O código promete ser de grande utilidade entre cientistas de diversas disciplinas. O ICPT disse: “Pesquisadores em um número cada vez maior de disciplinas estão descobrindo que a análise de fitólitos é uma ferramenta útil. Por exemplo, enquanto os cientistas ambientais há muito usam análises de fitólitos para estudar a vegetação e as mudanças ambientais que ocorreram durante os últimos 100,000 anos, recentemente, os paleontólogos começaram a analisar fitólitos para estudar a evolução das plantas e mudanças na vegetação que ocorreram muitas dezenas a centenas de milhões de anos atrás. Isso gerou um grande interesse entre os botânicos na questão de por que os fitólitos se formam em alguns táxons. Por exemplo, eles são uma adaptação a coisas como herbivoria ou seca? Se sim, como esse conhecimento pode ser usado para melhorar a agricultura moderna? Essa questão, por sua vez, levou os biólogos moleculares a estudar como os fitólitos se formam dentro das plantas em primeiro lugar, e quais são os controles genéticos?

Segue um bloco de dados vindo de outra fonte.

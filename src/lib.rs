pub mod input;
pub mod pipeline;
pub mod report;
pub mod sentiment;
pub mod server;
pub mod state;
pub mod text;
pub mod translation;
pub mod utils;

pub use input::{Manuscript, ManuscriptSource};
pub use pipeline::{AnalysisResult, FragmentScore, TextAnalyzer};
pub use report::AnalysisReport;
pub use sentiment::{LexiconSentiment, Sentiment, SentimentModel};
pub use server::EscrutadorServer;
pub use state::{AnalysisResponse, AppState};
pub use text::{align_sentences, count_words, split_sentences, SentencePair, WordCounter, WordFrequency};
pub use translation::{TranslationClient, TranslationOutcome, Translator};
pub use utils::{AnalyzerError, AppConfig, Result};
use thiserror::Error;

#[derive(Error, Debug)]
pub enum AnalyzerError {
    #[error("IO error: {0}")]
    IoError(#[from] std::io::Error),

    #[error("API error: {0}")]
    ApiError(String),

    #[error("HTTP request error: {0}")]
    HttpError(#[from] reqwest::Error),

    #[error("JSON error: {0}")]
    JsonError(#[from] serde_json::Error),

    #[error("Translation failed: {0}")]
    TranslationFailed(String),

    #[error("Could not decode file {file_name}: {reason}")]
    FileDecodeError { file_name: String, reason: String },

    #[error("Unsupported file type: {0} (accepted: .txt, .csv, .md)")]
    UnsupportedFile(String),

    #[error("Input text is empty")]
    EmptyInput,

    #[error("Configuration error: {0}")]
    ConfigError(String),
}

pub type Result<T> = std::result::Result<T, AnalyzerError>;

#[cfg(test)]
mod tests {
    use super::*;

    #[test]
    fn test_decode_error_message_names_file() {
        let err = AnalyzerError::FileDecodeError {
            file_name: "notes.txt".into(),
            reason: "invalid utf-8 sequence".into(),
        };
        assert_eq!(
            err.to_string(),
            "Could not decode file notes.txt: invalid utf-8 sequence"
        );
    }
}
use crate::sentiment::{Sentiment, SentimentModel};
use crate::utils::{AnalyzerError, Result};
use regex::Regex;
use rustc_hash::FxHashMap;
use serde::{Deserialize, Serialize};
use std::collections::HashMap;
use std::path::Path;
use std::sync::OnceLock;

static LEXICON_WORD: OnceLock<Regex> = OnceLock::new();

fn lexicon_word() -> &'static Regex {
    LEXICON_WORD.get_or_init(|| Regex::new(r"[\w']+").expect("lexicon word regex must compile"))
}

/// Words after a negation that can still be flipped by it.
const NEGATION_REACH: usize = 3;
/// Negated polarity is reversed and halved: "not good" is mildly negative.
const NEGATION_FACTOR: f64 = -0.5;

const NEGATIONS: &[&str] = &["not", "never", "no", "nothing", "neither", "nor", "without"];

// (word, polarity, subjectivity, intensity)
const DEFAULT_LEXICON: &[(&str, f64, f64, f64)] = &[
    // modifiers
    ("very", 0.0, 0.0, 1.3),
    ("really", 0.0, 0.0, 1.2),
    ("extremely", 0.0, 0.0, 1.5),
    ("incredibly", 0.0, 0.0, 1.4),
    ("so", 0.0, 0.0, 1.2),
    ("too", 0.0, 0.0, 1.2),
    ("quite", 0.0, 0.0, 1.1),
    ("slightly", 0.0, 0.0, 0.6),
    ("somewhat", 0.0, 0.0, 0.7),
    ("barely", 0.0, 0.0, 0.5),
    // positive
    ("good", 0.7, 0.6, 1.0),
    ("great", 0.8, 0.75, 1.0),
    ("excellent", 1.0, 1.0, 1.0),
    ("wonderful", 1.0, 1.0, 1.0),
    ("beautiful", 0.85, 1.0, 1.0),
    ("lovely", 0.5, 0.75, 1.0),
    ("happy", 0.8, 1.0, 1.0),
    ("joy", 0.8, 0.9, 1.0),
    ("joyful", 0.8, 0.9, 1.0),
    ("love", 0.5, 0.6, 1.0),
    ("loved", 0.7, 0.8, 1.0),
    ("nice", 0.6, 1.0, 1.0),
    ("bright", 0.7, 0.75, 1.0),
    ("warm", 0.6, 0.6, 1.0),
    ("gentle", 0.5, 0.7, 1.0),
    ("kind", 0.6, 0.9, 1.0),
    ("hope", 0.4, 0.6, 1.0),
    ("hopeful", 0.5, 0.7, 1.0),
    ("peaceful", 0.6, 0.8, 1.0),
    ("calm", 0.3, 0.75, 1.0),
    ("free", 0.4, 0.8, 1.0),
    ("sweet", 0.35, 0.65, 1.0),
    ("best", 1.0, 0.3, 1.0),
    ("better", 0.5, 0.5, 1.0),
    ("perfect", 1.0, 1.0, 1.0),
    ("amazing", 0.6, 0.9, 1.0),
    ("brilliant", 0.9, 1.0, 1.0),
    ("glad", 0.5, 1.0, 1.0),
    ("fast", 0.2, 0.6, 1.0),
    ("alive", 0.1, 0.5, 1.0),
    // negative
    ("bad", -0.7, 0.67, 1.0),
    ("worse", -0.4, 0.6, 1.0),
    ("worst", -1.0, 1.0, 1.0),
    ("terrible", -1.0, 1.0, 1.0),
    ("awful", -1.0, 1.0, 1.0),
    ("horrible", -1.0, 1.0, 1.0),
    ("ugly", -0.7, 1.0, 1.0),
    ("sad", -0.5, 1.0, 1.0),
    ("unhappy", -0.6, 0.9, 1.0),
    ("sorrow", -0.5, 0.8, 1.0),
    ("pain", -0.5, 0.7, 1.0),
    ("painful", -0.7, 0.9, 1.0),
    ("hate", -0.8, 0.9, 1.0),
    ("cruel", -1.0, 1.0, 1.0),
    ("cold", -0.6, 1.0, 1.0),
    ("dark", -0.15, 0.4, 1.0),
    ("lonely", -0.5, 0.9, 1.0),
    ("alone", -0.1, 0.5, 1.0),
    ("angry", -0.5, 1.0, 1.0),
    ("afraid", -0.6, 0.9, 1.0),
    ("fear", -0.5, 0.8, 1.0),
    ("tired", -0.4, 0.7, 1.0),
    ("broken", -0.4, 0.4, 1.0),
    ("dead", -0.2, 0.4, 1.0),
    ("poor", -0.4, 0.6, 1.0),
    ("slow", -0.3, 0.4, 1.0),
    ("boring", -1.0, 1.0, 1.0),
    ("wrong", -0.5, 0.9, 1.0),
    ("difficult", -0.5, 1.0, 1.0),
    // neutral but opinionated
    ("strange", 0.0, 0.15, 1.0),
    ("important", 0.4, 1.0, 1.0),
    ("old", 0.1, 0.2, 1.0),
    ("new", 0.14, 0.45, 1.0),
];

/// Scoring data for one word. A word with zero polarity and an intensity
/// other than 1 is a modifier: it scales the next scored word instead of
/// being scored itself.
#[derive(Debug, Clone, Copy, PartialEq, Serialize, Deserialize)]
pub struct LexiconEntry {
    pub polarity: f64,
    pub subjectivity: f64,
    #[serde(default = "default_intensity")]
    pub intensity: f64,
}

fn default_intensity() -> f64 {
    1.0
}

impl LexiconEntry {
    pub fn new(polarity: f64, subjectivity: f64, intensity: f64) -> Self {
        Self {
            polarity,
            subjectivity,
            intensity,
        }
    }

    fn is_modifier(&self) -> bool {
        self.polarity == 0.0 && self.intensity != 1.0
    }
}

/// Averages the polarity and subjectivity of every lexicon word found in the
/// text. Texts without lexicon words score as neutral and objective.
#[derive(Debug, Clone)]
pub struct LexiconSentiment {
    entries: FxHashMap<String, LexiconEntry>,
}

impl Default for LexiconSentiment {
    fn default() -> Self {
        Self::new()
    }
}

impl LexiconSentiment {
    /// The bundled English lexicon.
    pub fn new() -> Self {
        let entries = DEFAULT_LEXICON
            .iter()
            .map(|&(word, polarity, subjectivity, intensity)| {
                (
                    word.to_string(),
                    LexiconEntry::new(polarity, subjectivity, intensity),
                )
            })
            .collect();
        Self { entries }
    }

    pub fn insert(&mut self, word: &str, entry: LexiconEntry) {
        self.entries.insert(word.to_lowercase(), entry);
    }

    /// Merges a JSON object of `word -> {polarity, subjectivity, intensity?}`
    /// over the current entries.
    pub fn merge_json(&mut self, json: &str) -> Result<usize> {
        let extra: HashMap<String, LexiconEntry> = serde_json::from_str(json)?;
        let added = extra.len();
        for (word, entry) in extra {
            self.insert(&word, entry);
        }
        Ok(added)
    }

    /// The bundled lexicon extended with the entries in a JSON file.
    pub fn with_lexicon_file(path: impl AsRef<Path>) -> Result<Self> {
        let path = path.as_ref();
        let content = std::fs::read_to_string(path).map_err(|e| {
            AnalyzerError::ConfigError(format!("Cannot read lexicon {}: {}", path.display(), e))
        })?;

        let mut model = Self::new();
        let added = model.merge_json(&content)?;
        tracing::info!(path = %path.display(), entries = added, "Loaded extra lexicon entries");
        Ok(model)
    }

    pub fn len(&self) -> usize {
        self.entries.len()
    }

    pub fn is_empty(&self) -> bool {
        self.entries.is_empty()
    }
}

impl SentimentModel for LexiconSentiment {
    fn score(&self, text: &str) -> Sentiment {
        let lowered = text.to_lowercase();

        let mut polarities = Vec::new();
        let mut subjectivities = Vec::new();
        let mut intensity = 1.0;
        let mut negation_reach = 0usize;

        for word in lexicon_word().find_iter(&lowered).map(|m| m.as_str()) {
            if NEGATIONS.contains(&word) || word.ends_with("n't") {
                negation_reach = NEGATION_REACH;
                continue;
            }

            match self.entries.get(word) {
                Some(entry) if entry.is_modifier() => {
                    intensity *= entry.intensity;
                }
                Some(entry) => {
                    let mut polarity = entry.polarity * intensity;
                    if negation_reach > 0 {
                        polarity *= NEGATION_FACTOR;
                    }
                    polarities.push(polarity);
                    subjectivities.push(entry.subjectivity * intensity);

                    intensity = 1.0;
                    negation_reach = 0;
                }
                None => {
                    intensity = 1.0;
                    negation_reach = negation_reach.saturating_sub(1);
                }
            }
        }

        if polarities.is_empty() {
            return Sentiment::neutral();
        }

        let n = polarities.len() as f64;
        Sentiment::new(
            polarities.iter().sum::<f64>() / n,
            subjectivities.iter().sum::<f64>() / n,
        )
    }
}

“Outros exemplos de aplicações relativamente recentes da análise de fitólitos incluem pesquisadores de mudanças climáticas que estão estudando até que ponto os fitólitos podem armazenar carbono e se eles podem desempenhar um papel na mitigação das mudanças climáticas, e micromorfologistas do solo que estudam fitólitos para entender melhor as histórias de deposição do solo. Existem muitos outros exemplos de uso em expansão da pesquisa de fitólitos, os quais ilustram a necessidade dessa terminologia e protocolo padronizados para comunicação entre as disciplinas”.
O ICPN 2.0 é uma revisão muito esperada do ICPN 1.0. O ICPT disse: “As revisões no ICPN 2.0 são informadas pelo feedback de uma década de uso do ICPN 1.0, o trabalho de cientistas de fitólitos desde 2005 e a necessidade de acomodar a gama cada vez maior de disciplinas que conduzem a análise de fitólitos. Assim, é, e prevemos que continuará a ser, um processo constante de iteração ao longo dos anos. De fato, o ICPN 1.0 foi nomeado 1.0 precisamente porque os autores reconheceram que o código precisaria ser um trabalho em andamento dinâmico e em constante aprimoramento”
Embora o ICPN 2.0 marque um novo capítulo na pesquisa de fitólitos, o comitê espera que este seja um trampolim para um ICPN 3.0. O ICPT concluiu: “Embora pequenas alterações no ICPN 2.0, por exemplo, novas palavras adicionadas ao glossário, possam não merecer uma publicação totalmente nova, certamente haverá novas descobertas e questões que exigirão um ICPN 3.0 e mais. Talvez o ICPN 2.0 atenda às necessidades da comunidade de fitólitos por uma ou duas décadas, mas, considerando o rápido crescimento e as melhorias na disciplina, é difícil especular.”